··· EXERCISE DATA ···

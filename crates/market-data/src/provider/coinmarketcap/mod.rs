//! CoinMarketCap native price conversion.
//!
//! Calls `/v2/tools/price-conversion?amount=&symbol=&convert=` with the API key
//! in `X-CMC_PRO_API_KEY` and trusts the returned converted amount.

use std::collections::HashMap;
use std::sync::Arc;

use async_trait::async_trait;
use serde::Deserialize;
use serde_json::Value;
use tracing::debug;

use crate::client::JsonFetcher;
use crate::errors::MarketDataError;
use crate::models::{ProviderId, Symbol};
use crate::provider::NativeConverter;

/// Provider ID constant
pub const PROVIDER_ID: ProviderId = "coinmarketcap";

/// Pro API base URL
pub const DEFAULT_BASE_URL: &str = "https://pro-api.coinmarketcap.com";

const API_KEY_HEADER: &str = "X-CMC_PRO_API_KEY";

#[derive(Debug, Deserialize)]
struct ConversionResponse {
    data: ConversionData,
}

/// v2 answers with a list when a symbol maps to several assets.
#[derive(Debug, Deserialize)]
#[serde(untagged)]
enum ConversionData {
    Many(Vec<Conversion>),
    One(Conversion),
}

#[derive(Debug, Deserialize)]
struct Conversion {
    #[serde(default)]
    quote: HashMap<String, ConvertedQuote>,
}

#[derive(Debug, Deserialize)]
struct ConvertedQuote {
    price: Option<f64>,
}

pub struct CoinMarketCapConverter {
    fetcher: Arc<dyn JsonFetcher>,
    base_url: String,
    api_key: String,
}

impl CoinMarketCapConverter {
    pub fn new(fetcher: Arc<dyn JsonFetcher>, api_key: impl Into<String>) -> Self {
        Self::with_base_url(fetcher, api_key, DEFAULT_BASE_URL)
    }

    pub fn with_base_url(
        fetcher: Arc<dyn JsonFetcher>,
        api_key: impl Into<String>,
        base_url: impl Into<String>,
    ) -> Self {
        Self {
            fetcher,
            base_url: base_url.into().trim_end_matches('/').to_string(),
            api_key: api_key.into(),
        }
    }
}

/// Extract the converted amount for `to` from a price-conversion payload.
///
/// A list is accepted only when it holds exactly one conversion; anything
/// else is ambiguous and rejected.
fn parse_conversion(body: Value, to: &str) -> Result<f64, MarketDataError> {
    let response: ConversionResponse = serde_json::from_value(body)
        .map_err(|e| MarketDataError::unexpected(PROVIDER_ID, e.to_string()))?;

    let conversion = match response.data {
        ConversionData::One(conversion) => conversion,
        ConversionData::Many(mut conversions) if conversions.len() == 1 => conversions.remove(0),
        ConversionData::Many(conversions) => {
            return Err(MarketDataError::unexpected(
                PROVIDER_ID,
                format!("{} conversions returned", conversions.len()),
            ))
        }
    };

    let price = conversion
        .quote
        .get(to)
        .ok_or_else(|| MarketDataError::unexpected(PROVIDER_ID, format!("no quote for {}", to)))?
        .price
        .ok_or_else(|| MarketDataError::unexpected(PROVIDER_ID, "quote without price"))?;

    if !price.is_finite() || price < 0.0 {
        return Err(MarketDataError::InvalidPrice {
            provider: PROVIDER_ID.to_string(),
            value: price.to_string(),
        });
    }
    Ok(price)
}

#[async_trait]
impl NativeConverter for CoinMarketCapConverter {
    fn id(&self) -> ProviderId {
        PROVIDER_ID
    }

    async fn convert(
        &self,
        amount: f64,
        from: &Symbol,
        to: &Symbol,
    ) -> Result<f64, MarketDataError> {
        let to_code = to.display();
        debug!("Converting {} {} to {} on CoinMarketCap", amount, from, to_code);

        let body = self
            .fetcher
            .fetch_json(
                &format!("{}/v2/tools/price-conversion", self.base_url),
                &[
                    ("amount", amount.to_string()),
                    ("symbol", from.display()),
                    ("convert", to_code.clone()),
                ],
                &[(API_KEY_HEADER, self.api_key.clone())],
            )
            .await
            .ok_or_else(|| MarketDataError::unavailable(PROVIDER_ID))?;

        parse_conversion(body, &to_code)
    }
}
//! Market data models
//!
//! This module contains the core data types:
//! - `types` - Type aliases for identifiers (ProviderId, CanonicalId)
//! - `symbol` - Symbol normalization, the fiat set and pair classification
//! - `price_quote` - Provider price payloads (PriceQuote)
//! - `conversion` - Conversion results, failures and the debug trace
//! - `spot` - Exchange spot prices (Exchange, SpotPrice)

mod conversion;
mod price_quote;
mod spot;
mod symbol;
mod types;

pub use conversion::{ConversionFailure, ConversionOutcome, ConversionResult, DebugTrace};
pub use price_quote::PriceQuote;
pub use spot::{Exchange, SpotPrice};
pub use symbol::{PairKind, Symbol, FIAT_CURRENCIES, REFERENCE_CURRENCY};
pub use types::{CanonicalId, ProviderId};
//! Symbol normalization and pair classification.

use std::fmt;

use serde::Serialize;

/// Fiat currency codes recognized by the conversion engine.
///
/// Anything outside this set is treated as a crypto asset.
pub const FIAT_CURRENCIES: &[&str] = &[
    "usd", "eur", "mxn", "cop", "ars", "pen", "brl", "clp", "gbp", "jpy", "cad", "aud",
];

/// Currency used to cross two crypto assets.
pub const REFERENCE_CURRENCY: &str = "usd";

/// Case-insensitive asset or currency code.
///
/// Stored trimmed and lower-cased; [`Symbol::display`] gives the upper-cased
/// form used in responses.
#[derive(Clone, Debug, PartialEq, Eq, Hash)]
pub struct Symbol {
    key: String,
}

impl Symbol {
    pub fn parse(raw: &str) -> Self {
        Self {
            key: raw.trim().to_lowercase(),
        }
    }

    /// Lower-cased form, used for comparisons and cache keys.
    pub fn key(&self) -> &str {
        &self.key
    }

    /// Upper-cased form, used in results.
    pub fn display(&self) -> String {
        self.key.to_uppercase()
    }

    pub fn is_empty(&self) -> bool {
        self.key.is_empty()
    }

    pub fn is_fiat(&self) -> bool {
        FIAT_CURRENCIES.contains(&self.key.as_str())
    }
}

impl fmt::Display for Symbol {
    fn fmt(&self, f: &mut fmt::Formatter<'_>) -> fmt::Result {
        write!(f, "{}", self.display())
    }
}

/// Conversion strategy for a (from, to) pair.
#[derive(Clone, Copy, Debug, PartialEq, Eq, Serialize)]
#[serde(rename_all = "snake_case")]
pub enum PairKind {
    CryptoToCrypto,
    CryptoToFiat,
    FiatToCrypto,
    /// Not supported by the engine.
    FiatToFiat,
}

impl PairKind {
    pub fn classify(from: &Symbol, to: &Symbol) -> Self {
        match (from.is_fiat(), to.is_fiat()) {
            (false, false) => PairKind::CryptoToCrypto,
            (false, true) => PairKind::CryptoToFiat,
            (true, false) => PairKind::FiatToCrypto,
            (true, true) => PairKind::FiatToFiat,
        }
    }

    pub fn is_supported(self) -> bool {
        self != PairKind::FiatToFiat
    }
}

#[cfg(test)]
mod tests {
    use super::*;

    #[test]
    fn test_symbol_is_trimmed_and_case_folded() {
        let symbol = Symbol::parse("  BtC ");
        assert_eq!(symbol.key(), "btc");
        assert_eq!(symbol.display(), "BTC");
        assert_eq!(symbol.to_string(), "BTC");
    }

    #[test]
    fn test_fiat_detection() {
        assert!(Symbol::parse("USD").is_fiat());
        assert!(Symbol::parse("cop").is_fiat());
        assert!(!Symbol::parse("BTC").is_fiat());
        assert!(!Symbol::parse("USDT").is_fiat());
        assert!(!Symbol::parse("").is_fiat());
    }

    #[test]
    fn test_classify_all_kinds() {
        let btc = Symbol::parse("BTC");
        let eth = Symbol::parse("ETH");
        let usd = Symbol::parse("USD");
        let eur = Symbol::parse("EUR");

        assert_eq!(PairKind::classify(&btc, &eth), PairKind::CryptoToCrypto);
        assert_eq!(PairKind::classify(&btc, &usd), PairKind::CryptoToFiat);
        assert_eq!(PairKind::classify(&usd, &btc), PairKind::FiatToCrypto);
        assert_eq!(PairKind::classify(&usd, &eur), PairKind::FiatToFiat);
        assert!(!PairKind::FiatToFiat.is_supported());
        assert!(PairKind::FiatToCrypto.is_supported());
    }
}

···
··· EXERCISE DATA ···

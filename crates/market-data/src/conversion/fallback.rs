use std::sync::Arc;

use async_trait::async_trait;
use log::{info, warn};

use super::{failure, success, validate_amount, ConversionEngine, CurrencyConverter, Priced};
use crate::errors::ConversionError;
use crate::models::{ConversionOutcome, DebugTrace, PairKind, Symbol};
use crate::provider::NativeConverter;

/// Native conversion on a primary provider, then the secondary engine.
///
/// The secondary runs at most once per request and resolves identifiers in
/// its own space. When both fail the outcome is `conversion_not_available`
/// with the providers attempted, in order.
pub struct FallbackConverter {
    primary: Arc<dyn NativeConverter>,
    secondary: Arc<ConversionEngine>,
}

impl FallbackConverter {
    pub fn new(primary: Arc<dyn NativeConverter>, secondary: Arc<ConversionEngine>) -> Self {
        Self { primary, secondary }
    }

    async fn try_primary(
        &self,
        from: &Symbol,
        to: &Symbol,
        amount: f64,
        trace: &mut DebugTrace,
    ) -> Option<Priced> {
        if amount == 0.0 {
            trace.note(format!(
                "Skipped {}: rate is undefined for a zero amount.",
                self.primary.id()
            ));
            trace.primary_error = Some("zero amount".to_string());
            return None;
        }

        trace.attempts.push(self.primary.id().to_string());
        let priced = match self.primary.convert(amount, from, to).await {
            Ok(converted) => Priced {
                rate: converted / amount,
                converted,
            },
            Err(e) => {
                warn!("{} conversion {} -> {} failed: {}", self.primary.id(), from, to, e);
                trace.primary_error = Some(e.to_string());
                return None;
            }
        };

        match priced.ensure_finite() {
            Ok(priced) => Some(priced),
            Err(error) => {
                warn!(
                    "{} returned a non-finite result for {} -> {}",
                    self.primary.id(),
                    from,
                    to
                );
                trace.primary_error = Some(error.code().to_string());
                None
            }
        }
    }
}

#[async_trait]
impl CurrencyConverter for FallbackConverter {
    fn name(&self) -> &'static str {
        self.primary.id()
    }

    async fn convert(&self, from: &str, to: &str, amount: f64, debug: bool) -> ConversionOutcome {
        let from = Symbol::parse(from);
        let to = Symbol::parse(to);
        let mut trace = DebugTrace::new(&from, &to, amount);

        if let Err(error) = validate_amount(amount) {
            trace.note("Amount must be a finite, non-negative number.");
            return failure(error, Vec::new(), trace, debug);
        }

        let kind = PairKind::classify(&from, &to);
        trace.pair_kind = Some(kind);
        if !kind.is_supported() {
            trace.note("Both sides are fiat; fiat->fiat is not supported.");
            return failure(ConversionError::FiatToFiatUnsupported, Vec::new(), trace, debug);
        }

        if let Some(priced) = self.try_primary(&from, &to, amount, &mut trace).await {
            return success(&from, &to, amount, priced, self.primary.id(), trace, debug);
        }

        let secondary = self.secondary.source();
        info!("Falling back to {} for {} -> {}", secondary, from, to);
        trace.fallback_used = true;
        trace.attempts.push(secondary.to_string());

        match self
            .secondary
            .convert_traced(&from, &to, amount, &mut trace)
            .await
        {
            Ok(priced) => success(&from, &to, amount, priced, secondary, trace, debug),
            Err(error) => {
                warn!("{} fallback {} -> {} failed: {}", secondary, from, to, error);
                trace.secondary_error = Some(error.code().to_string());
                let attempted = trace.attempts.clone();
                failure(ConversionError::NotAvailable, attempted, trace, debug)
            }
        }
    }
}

···

## [WHAT IS NEEDED]
Working from the material above, retype exactly the lines from the one with "fn id(&self) ->" through the one with "amount, from, to_code);", both included, and only those lines.

## [PROBLEM SOLUTION]
    fn id(&self) -> ProviderId {
        PROVIDER_ID
    }

    async fn convert(
        &self,
        amount: f64,
        from: &Symbol,
        to: &Symbol,
    ) -> Result<f64, MarketDataError> {
        let to_code = to.display();
        debug!("Converting {} {} to {} on CoinMarketCap", amount, from, to_code);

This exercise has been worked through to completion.